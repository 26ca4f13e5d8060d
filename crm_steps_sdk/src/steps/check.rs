//! Inputs shared by every field validation step.

use crm_steps_base::execution::{FieldCheck, MissingFieldPolicy};
use crm_steps_base::results::StepResult;
use crm_steps_base::strategies::input_error_outcome;
use crm_steps_base::types::{FieldValue, StepData, StepInputError};

/// `field`, `operator` and `expectedValue` as read from step data
#[derive(Debug, Clone)]
pub(crate) struct CheckInputs {
    pub field: String,
    pub operator: Option<String>,
    pub expected: Option<FieldValue>,
}

impl CheckInputs {
    pub fn read(data: &StepData) -> Result<Self, StepInputError> {
        Ok(Self {
            field: data.required_str("field")?.to_string(),
            operator: data.optional_str("operator")?.map(str::to_string),
            expected: data.scalar("expectedValue")?,
        })
    }

    /// A `FieldCheck` over these inputs for one record kind and identifier.
    pub fn check<'a>(
        &'a self,
        kind: &'a str,
        id_field: &'a str,
        identifier: &'a FieldValue,
        policy: MissingFieldPolicy,
    ) -> FieldCheck<'a> {
        FieldCheck::new(kind, id_field, identifier, &self.field)
            .with_operator(self.operator.as_deref())
            .with_expected(self.expected.as_ref())
            .with_missing_field_policy(policy)
    }
}

/// Outcome for inputs that passed registry checks but could not be read.
pub(crate) fn invalid_input(step_id: &str, error: &StepInputError) -> StepResult {
    StepResult::new(input_error_outcome(step_id, error))
}
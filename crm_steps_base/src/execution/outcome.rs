//! # Step outcome construction
//!
//! Maps each branch of a field validation (no match, several matches,
//! missing field, comparison verdict, comparison error, upstream failure)
//! onto exactly one `Outcome`.

use super::comparisons::{evaluate_operator, Comparison, ComparisonError};
use crate::results::Outcome;
use crate::types::common::FieldValue;
use crate::types::operators::Operator;
use serde::{Deserialize, Serialize};
use std::fmt;

/// Outcome kind used when the found record lacks the checked field.
#[derive(Debug, Clone, Copy, PartialEq, Eq, Default, Serialize, Deserialize)]
#[serde(rename_all = "lowercase")]
pub enum MissingFieldPolicy {
    /// A schema problem: the assertion cannot be evaluated.
    #[default]
    Error,
    /// A false assertion.
    Fail,
}

impl MissingFieldPolicy {
    pub fn as_str(self) -> &'static str {
        match self {
            Self::Error => "error",
            Self::Fail => "fail",
        }
    }
}

impl std::str::FromStr for MissingFieldPolicy {
    type Err = String;

    fn from_str(s: &str) -> Result<Self, Self::Err> {
        match s.trim().to_lowercase().as_str() {
            "error" => Ok(Self::Error),
            "fail" => Ok(Self::Fail),
            other => Err(format!(
                "Invalid missing field policy '{}'. Valid values: error, fail",
                other
            )),
        }
    }
}

impl fmt::Display for MissingFieldPolicy {
    fn fmt(&self, f: &mut fmt::Formatter<'_>) -> fmt::Result {
        write!(f, "{}", self.as_str())
    }
}

pub const MISSING_EXPECTED_TEMPLATE: &str =
    "The operator '%s' requires an expected value. Please provide one.";
pub const UNKNOWN_OPERATOR_TEMPLATE: &str = "%s Please provide one of: %s";
pub const NO_MATCH_TEMPLATE: &str = "No %s matches %s %s";
pub const MULTIPLE_MATCHES_TEMPLATE: &str = "More than one %s matches %s %s";
pub const MISSING_FIELD_TEMPLATE: &str = "The %s field does not exist on %s %s";
pub const UPSTREAM_FAILURE_TEMPLATE: &str = "There was a problem checking the %s: %s";

/// Builds outcomes for one looked-up record kind and identifier.
#[derive(Debug, Clone)]
pub struct OutcomeBuilder<'a> {
    pub kind: &'a str,
    pub id_field: &'a str,
    pub identifier: &'a FieldValue,
}

impl<'a> OutcomeBuilder<'a> {
    pub fn new(kind: &'a str, id_field: &'a str, identifier: &'a FieldValue) -> Self {
        Self {
            kind,
            id_field,
            identifier,
        }
    }

    pub fn no_match(&self) -> Outcome {
        Outcome::fail(
            NO_MATCH_TEMPLATE,
            vec![self.kind.into(), self.id_field.into(), self.identifier.clone()],
        )
    }

    pub fn multiple_matches(&self) -> Outcome {
        Outcome::error(
            MULTIPLE_MATCHES_TEMPLATE,
            vec![self.kind.into(), self.id_field.into(), self.identifier.clone()],
        )
    }

    pub fn missing_field(&self, field: &str, policy: MissingFieldPolicy) -> Outcome {
        let args = vec![field.into(), self.kind.into(), self.identifier.clone()];
        match policy {
            MissingFieldPolicy::Error => Outcome::error(MISSING_FIELD_TEMPLATE, args),
            MissingFieldPolicy::Fail => Outcome::fail(MISSING_FIELD_TEMPLATE, args),
        }
    }

    pub fn upstream_failure(&self, error: &dyn fmt::Display) -> Outcome {
        Outcome::error(
            UPSTREAM_FAILURE_TEMPLATE,
            vec![self.kind.into(), error.to_string().into()],
        )
    }

    /// Evaluate the comparison and turn the verdict or error into an outcome.
    pub fn from_comparison(&self, comparison: &Comparison<'_>) -> Outcome {
        let verdict = comparison
            .resolve_operator()
            .and_then(|op| evaluate_operator(op, comparison.actual, comparison.expected).map(|held| (op, held)));

        match verdict {
            Ok((operator, held)) => verdict_outcome(operator, held, comparison),
            Err(error) => comparison_error(&error),
        }
    }
}

fn verdict_outcome(operator: Operator, held: bool, comparison: &Comparison<'_>) -> Outcome {
    let field = FieldValue::from(comparison.field);
    let expected = comparison.expected.cloned().unwrap_or(FieldValue::Null);
    if held {
        Outcome::pass(operator.success_template(), vec![field, expected])
    } else {
        let actual = comparison.actual.cloned().unwrap_or(FieldValue::Null);
        Outcome::fail(operator.fail_template(), vec![field, expected, actual])
    }
}

/// Error outcome for a comparison that could not be evaluated.
pub fn comparison_error(error: &ComparisonError) -> Outcome {
    match error {
        ComparisonError::UnknownOperator { .. } => Outcome::error(
            UNKNOWN_OPERATOR_TEMPLATE,
            vec![error.to_string().into(), Operator::valid_tokens().into()],
        ),
        ComparisonError::MissingExpectedValue { operator } => {
            Outcome::error(MISSING_EXPECTED_TEMPLATE, vec![operator.as_str().into()])
        }
        ComparisonError::InvalidOperand { .. } => Outcome::error(error.to_string(), vec![]),
    }
}

#[cfg(test)]
mod tests {
    use super::*;
    use crate::results::OutcomeKind;

    fn builder(identifier: &FieldValue) -> OutcomeBuilder<'_> {
        OutcomeBuilder::new("Opportunity", "Name", identifier)
    }

    #[test]
    fn test_lookup_branches() {
        let id = FieldValue::from("Big Deal");
        let b = builder(&id);

        let none = b.no_match();
        assert_eq!(none.kind, OutcomeKind::Fail);
        assert_eq!(none.render(), "No Opportunity matches Name Big Deal");

        let many = b.multiple_matches();
        assert_eq!(many.kind, OutcomeKind::Error);
        assert_eq!(many.render(), "More than one Opportunity matches Name Big Deal");

        assert_eq!(b.missing_field("Amount", MissingFieldPolicy::Error).kind, OutcomeKind::Error);
        let missing = b.missing_field("Amount", MissingFieldPolicy::Fail);
        assert_eq!(missing.kind, OutcomeKind::Fail);
        assert_eq!(missing.render(), "The Amount field does not exist on Opportunity Big Deal");

        let upstream = b.upstream_failure(&"Any error");
        assert_eq!(upstream.render(), "There was a problem checking the Opportunity: Any error");
    }

    #[test]
    fn test_pass_and_fail_arguments() {
        let id = FieldValue::from("x");
        let actual = FieldValue::Integer(5000);
        let expected = FieldValue::from("4000");

        let pass = builder(&id).from_comparison(
            &Comparison::new("Amount")
                .with_operator("be greater than")
                .with_actual(&actual)
                .with_expected(&expected),
        );
        assert_eq!(pass.kind, OutcomeKind::Pass);
        assert_eq!(pass.args, vec!["Amount".into(), expected.clone()]);

        let fail = builder(&id).from_comparison(
            &Comparison::new("Amount")
                .with_operator("be less than")
                .with_actual(&actual)
                .with_expected(&expected),
        );
        assert_eq!(fail.kind, OutcomeKind::Fail);
        assert_eq!(fail.args, vec!["Amount".into(), expected, actual]);
        assert_eq!(
            fail.render(),
            "Expected Amount field to be less than 4000, but it was 5000."
        );
    }

    #[test]
    fn test_unknown_operator_lists_all_tokens() {
        let id = FieldValue::from("x");
        let actual = FieldValue::from("a");
        let expected = FieldValue::from("a");
        let outcome = builder(&id).from_comparison(
            &Comparison::new("Name")
                .with_operator("invalid operator")
                .with_actual(&actual)
                .with_expected(&expected),
        );
        assert_eq!(outcome.kind, OutcomeKind::Error);
        let rendered = outcome.render();
        for op in Operator::ALL {
            assert!(rendered.contains(op.token()));
        }
        assert!(rendered.starts_with("Unknown operator 'invalid operator'. Please provide one of: be, not be"));
    }

    #[test]
    fn test_invalid_operand_uses_error_text() {
        let id = FieldValue::from("x");
        let actual = FieldValue::Integer(5000);
        let expected = FieldValue::from("nonNumeric");
        let outcome = builder(&id).from_comparison(
            &Comparison::new("numericField")
                .with_operator("be greater than")
                .with_actual(&actual)
                .with_expected(&expected),
        );
        assert_eq!(outcome.kind, OutcomeKind::Error);
        assert!(outcome.args.is_empty());
        assert!(outcome.message_template.contains("nonNumeric"));
    }

    #[test]
    fn test_policy_parsing() {
        assert_eq!("FAIL".parse::<MissingFieldPolicy>().unwrap(), MissingFieldPolicy::Fail);
        assert!("sometimes".parse::<MissingFieldPolicy>().is_err());
        assert_eq!(MissingFieldPolicy::default(), MissingFieldPolicy::Error);
    }
}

-- Requirement --
Reproduce all lines from the records above that include the word "assertion".

-- Answer box --
    /// A schema problem: the assertion cannot be evaluated.
    /// A false assertion.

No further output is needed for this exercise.